Given the worsening news for Boeing (large parts of Europe banned the 737 Max from their airspace on Monday), the stock was another obvious candidate for trading. Yesterday I wrote about the ethics of profitiing from a disaster, so I won’t go into that again today. Here’s the chart:

Knowing that this was highly likely to produce a trade, I stayed out of other stocks, keeping my capital free for BA, which is priced much higher than anything I would normally select to watch. That meant I could go in with a 500-share position. So although the trade made a bit less than yesterday’s, the larger position made up some of the difference. As we were into day two of this story (and, if I’m honest, because I had more capital at stake), I was a bit more cautious and scaled out, taking half off as soon as things faltered and we were at a natural exit point, and the other half off when it was pretty clear the run was over — at least temporarily. There was more to be had later on, but when trading something outside of my comfort zone, I prefer to stick to the basics that I know work everywhere. Besides, more than two thousand dollars profit on a single ten minute trade is more than enough — no need to get greedy.

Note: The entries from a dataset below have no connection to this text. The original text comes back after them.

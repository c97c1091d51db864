use std::collections::HashMap;
use std::sync::Arc;
use std::time::Duration;

use async_trait::async_trait;
use tokio::sync::broadcast;
use tokio::time::{interval, Instant};
use tracing::{debug, trace};

use crate::constants;
use crate::port::Port;
use crate::router::Router;
use crate::types::{
    zone_pair_wire_len, Addr, Datagram, GetNetInfoReply, NetRange, ZipPacket, ZoneListReply,
    ZoneListRequest, ZoneName, GNI_FLAG_ONLY_ONE_ZONE, GNI_FLAG_USE_BROADCAST,
    GNI_FLAG_ZONE_INVALID, ZIP_ATP_GET_LOCAL_ZONES, ZIP_ATP_GET_MY_ZONE, ZIP_ATP_GET_ZONE_LIST,
};

use super::Service;

/// Payload budget for the pairs in one ZIP reply, after function and count.
const REPLY_BUDGET: usize = constants::MAX_DDP_PAYLOAD - 2;

/// Payload budget for zone names in one zone-list response, after the ATP
/// header.
const ZONE_LIST_BUDGET: usize = constants::MAX_DDP_PAYLOAD - 8;

/// Reactive half of ZIP on socket 6: answers queries, GetNetInfo and the
/// ATP-carried zone-list functions, and learns zones from replies.
#[derive(Debug, Default)]
pub struct ZipResponder;

impl ZipResponder {
    pub fn new() -> Self {
        Self
    }

    /// Answer a ZIP query with as many replies as the zone lists need.
    async fn answer_query(
        &self,
        router: &Router,
        networks: &[u16],
        datagram: &Datagram,
        ingress: &Arc<Port>,
    ) {
        let Some(our_addr) = ingress.addr(constants::ZIP_SOCKET) else {
            return;
        };

        // Snapshot the zone lists under the read lock, then build packets.
        let mut single: Vec<(u16, ZoneName)> = Vec::new();
        let mut multi: Vec<(u16, Vec<ZoneName>)> = Vec::new();
        {
            let tables = router.tables().read().unwrap_or_else(|e| e.into_inner());
            for network in networks {
                let Some(entry) = tables.zones.entry_for(*network) else {
                    continue;
                };
                match entry.zones.len() {
                    0 => {}
                    1 => single.push((*network, entry.zones[0].clone())),
                    _ => multi.push((*network, entry.zones.clone())),
                }
            }
        }

        let mut packets = Vec::new();
        // Networks with one zone share plain replies.
        let mut pairs = Vec::new();
        let mut used = 0;
        for (network, zone) in single {
            let len = zone_pair_wire_len(&zone);
            if used + len > REPLY_BUDGET && !pairs.is_empty() {
                packets.push(ZipPacket::Reply {
                    zones: std::mem::take(&mut pairs),
                });
                used = 0;
            }
            used += len;
            pairs.push((network, zone));
        }
        if !pairs.is_empty() {
            packets.push(ZipPacket::Reply { zones: pairs });
        }

        // Multi-zone networks get extended replies carrying the total count.
        for (network, zones) in multi {
            let total = zones.len() as u8;
            let mut pairs: Vec<(u16, ZoneName)> = Vec::new();
            let mut used = 0;
            for zone in zones {
                let len = zone_pair_wire_len(&zone);
                if used + len > REPLY_BUDGET && !pairs.is_empty() {
                    packets.push(ZipPacket::ExtendedReply {
                        total,
                        zones: std::mem::take(&mut pairs),
                    });
                    used = 0;
                }
                used += len;
                pairs.push((network, zone));
            }
            if !pairs.is_empty() {
                packets.push(ZipPacket::ExtendedReply {
                    total,
                    zones: pairs,
                });
            }
        }

        for packet in packets {
            let reply = Datagram::new(
                our_addr,
                datagram.src,
                constants::DDP_TYPE_ZIP,
                packet.encode(),
            );
            router.reply_via(reply, ingress).await;
        }
    }

    /// Fold zones from a reply into the table, releasing pending queries.
    fn learn(&self, router: &Router, zones: Vec<(u16, ZoneName)>) {
        let mut tables = router.tables().write().unwrap_or_else(|e| e.into_inner());
        for (network, zone) in zones {
            let Some(range) = tables.routes.lookup(network).map(|r| r.range) else {
                trace!(network, "zone reply for unknown network");
                continue;
            };
            tables.zones.clear_pending(&range);
            if tables.zones.add_zone(range, zone.clone()) {
                debug!(network, %zone, "learned zone");
            }
        }
    }

    async fn answer_get_net_info(
        &self,
        router: &Router,
        requested: Option<ZoneName>,
        datagram: &Datagram,
        ingress: &Arc<Port>,
    ) {
        let Some(address) = ingress.address() else {
            return;
        };
        let our_addr = Addr::new(address.network, address.node, constants::ZIP_SOCKET);

        let (zones, default_zone) = {
            let tables = router.tables().read().unwrap_or_else(|e| e.into_inner());
            match tables.zones.entry_for(address.network) {
                Some(entry) => (entry.zones.clone(), entry.default_zone.clone()),
                None => (Vec::new(), None),
            }
        };

        let valid = requested
            .as_ref()
            .map(|zone| zones.contains(zone))
            .unwrap_or(false);

        // No zone multicast support on these media: end nodes fall back to
        // link broadcasts.
        let mut flags = GNI_FLAG_USE_BROADCAST;
        if !valid {
            flags |= GNI_FLAG_ZONE_INVALID;
        }
        if zones.len() == 1 {
            flags |= GNI_FLAG_ONLY_ONE_ZONE;
        }

        let reply = ZipPacket::GetNetInfoReply(GetNetInfoReply {
            flags,
            range: address.range,
            zone: requested.map(|z| z.as_bytes().to_vec()).unwrap_or_default(),
            multicast: Vec::new(),
            default_zone: if valid { None } else { default_zone },
        });
        let reply = Datagram::new(
            our_addr,
            datagram.src,
            constants::DDP_TYPE_ZIP,
            reply.encode(),
        );
        router.reply_via(reply, ingress).await;
    }

    /// The ATP-carried zone list functions, paginated by a start index.
    async fn answer_zone_list(
        &self,
        router: &Router,
        request: ZoneListRequest,
        datagram: &Datagram,
        ingress: &Arc<Port>,
    ) {
        let Some(our_addr) = ingress.addr(constants::ZIP_SOCKET) else {
            return;
        };

        let all: Vec<ZoneName> = {
            let tables = router.tables().read().unwrap_or_else(|e| e.into_inner());
            match request.function {
                ZIP_ATP_GET_ZONE_LIST => tables.zones.all_zones(),
                ZIP_ATP_GET_LOCAL_ZONES => ingress
                    .address()
                    .map(|a| tables.zones.zones_for(a.network).to_vec())
                    .unwrap_or_default(),
                ZIP_ATP_GET_MY_ZONE => tables
                    .zones
                    .entry_for(datagram.src.network)
                    .and_then(|entry| entry.default_zone.clone())
                    .into_iter()
                    .collect(),
                _ => return,
            }
        };

        let start = (request.start_index.max(1) as usize) - 1;
        let mut zones = Vec::new();
        let mut used = 0;
        let mut last = true;
        for zone in all.iter().skip(start) {
            let len = 1 + zone.len();
            if used + len > ZONE_LIST_BUDGET {
                last = false;
                break;
            }
            used += len;
            zones.push(zone.clone());
        }

        let reply = ZoneListReply {
            tid: request.tid,
            last,
            zones,
        };
        let reply = Datagram::new(
            our_addr,
            datagram.src,
            constants::DDP_TYPE_ATP,
            reply.encode(),
        );
        router.reply_via(reply, ingress).await;
    }
}

#[async_trait]
impl Service for ZipResponder {
    fn name(&self) -> &'static str {
        "zip"
    }

    fn socket(&self) -> Option<u8> {
        Some(constants::ZIP_SOCKET)
    }

    async fn handle(&self, router: &Router, datagram: Datagram, ingress: &Arc<Port>) {
        match datagram.ddp_type {
            constants::DDP_TYPE_ZIP => match ZipPacket::parse(&datagram.payload) {
                Ok(ZipPacket::Query { networks }) => {
                    self.answer_query(router, &networks, &datagram, ingress).await
                }
                Ok(ZipPacket::Reply { zones })
                | Ok(ZipPacket::ExtendedReply { zones, .. }) => self.learn(router, zones),
                Ok(ZipPacket::GetNetInfo { zone }) => {
                    self.answer_get_net_info(router, zone, &datagram, ingress)
                        .await
                }
                // Our ports consume these while discovering their network.
                Ok(ZipPacket::GetNetInfoReply(_)) => {}
                Err(err) => debug!(%err, "bad zip packet"),
            },
            constants::DDP_TYPE_ATP => match ZoneListRequest::parse(&datagram.payload) {
                Ok(request) => {
                    self.answer_zone_list(router, request, &datagram, ingress)
                        .await
                }
                Err(err) => debug!(%err, "bad zone list request"),
            },
            other => trace!(ddp_type = other, "ignoring datagram on zip socket"),
        }
    }
}

/// Periodic half of ZIP: queries next hops for the zones of any route that
/// has none, one outstanding query per range with a ten-second timeout.
#[derive(Debug, Default)]
pub struct ZipSender;

impl ZipSender {
    pub fn new() -> Self {
        Self
    }

    async fn query_round(&self, router: &Router) {
        // target -> networks to ask about; None targets broadcast the query
        // on the route's own port.
        let mut wanted: HashMap<(usize, Option<(u16, u8)>), Vec<u16>> = HashMap::new();
        {
            let now = Instant::now();
            let timeout = Duration::from_secs(constants::ZIP_QUERY_TIMEOUT_SECS);
            let mut tables = router.tables().write().unwrap_or_else(|e| e.into_inner());

            let candidates: Vec<(NetRange, usize, Option<(u16, u8)>)> = tables
                .routes
                .iter()
                .map(|route| (route.range, route.port, route.next_hop))
                .collect();
            for (range, port, next_hop) in candidates {
                if tables.zones.has_zones(&range) {
                    continue;
                }
                if tables.zones.should_query(&range, now, timeout) {
                    wanted
                        .entry((port, next_hop))
                        .or_default()
                        .push(range.first());
                }
            }
        }

        for ((port_id, next_hop), networks) in wanted {
            let Some(port) = router.port(port_id).filter(|p| p.is_online()) else {
                continue;
            };
            let Some(our_addr) = port.addr(constants::ZIP_SOCKET) else {
                continue;
            };

            let query = ZipPacket::Query { networks };
            match next_hop {
                Some((network, node)) => {
                    let datagram = Datagram::new(
                        our_addr,
                        Addr::new(network, node, constants::ZIP_SOCKET),
                        constants::DDP_TYPE_ZIP,
                        query.encode(),
                    );
                    if let Err(err) = port.send(&datagram, (network, node)).await {
                        debug!(port = port_id, %err, "zip query failed");
                    }
                }
                None => {
                    // A directly-connected network whose zones nobody told
                    // us: ask the neighbors at large.
                    let datagram = Datagram::new(
                        our_addr,
                        Addr::new(0, constants::BROADCAST_NODE, constants::ZIP_SOCKET),
                        constants::DDP_TYPE_ZIP,
                        query.encode(),
                    );
                    if let Err(err) = port.broadcast(&datagram).await {
                        debug!(port = port_id, %err, "zip query broadcast failed");
                    }
                }
            }
        }
    }
}

#[async_trait]
impl Service for ZipSender {
    fn name(&self) -> &'static str {
        "zip-sender"
    }

    async fn run(&self, router: Router, mut shutdown: broadcast::Receiver<()>) {
        let mut ticker = interval(Duration::from_secs(constants::ZIP_SEND_INTERVAL_SECS));
        loop {
            tokio::select! {
                _ = shutdown.recv() => return,
                _ = ticker.tick() => {}
            }
            self.query_round(&router).await;
        }
    }
}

The trade itself was fairly textbook then. And although less profitable than yesterday’s in final dollar value, for anyone who counts (the largely useless) profit-per-minute stat, it was actually about twice as profitable.
Getting out of BA relatively early meant I had funds freed up for DKS, which came along right after

Another textbook setup, though the exit was on the failure of a target rather than hitting one. Again, if counting dollars per minute in the trade, this was in the $100/minute territory, which is nothing to be sniffed at.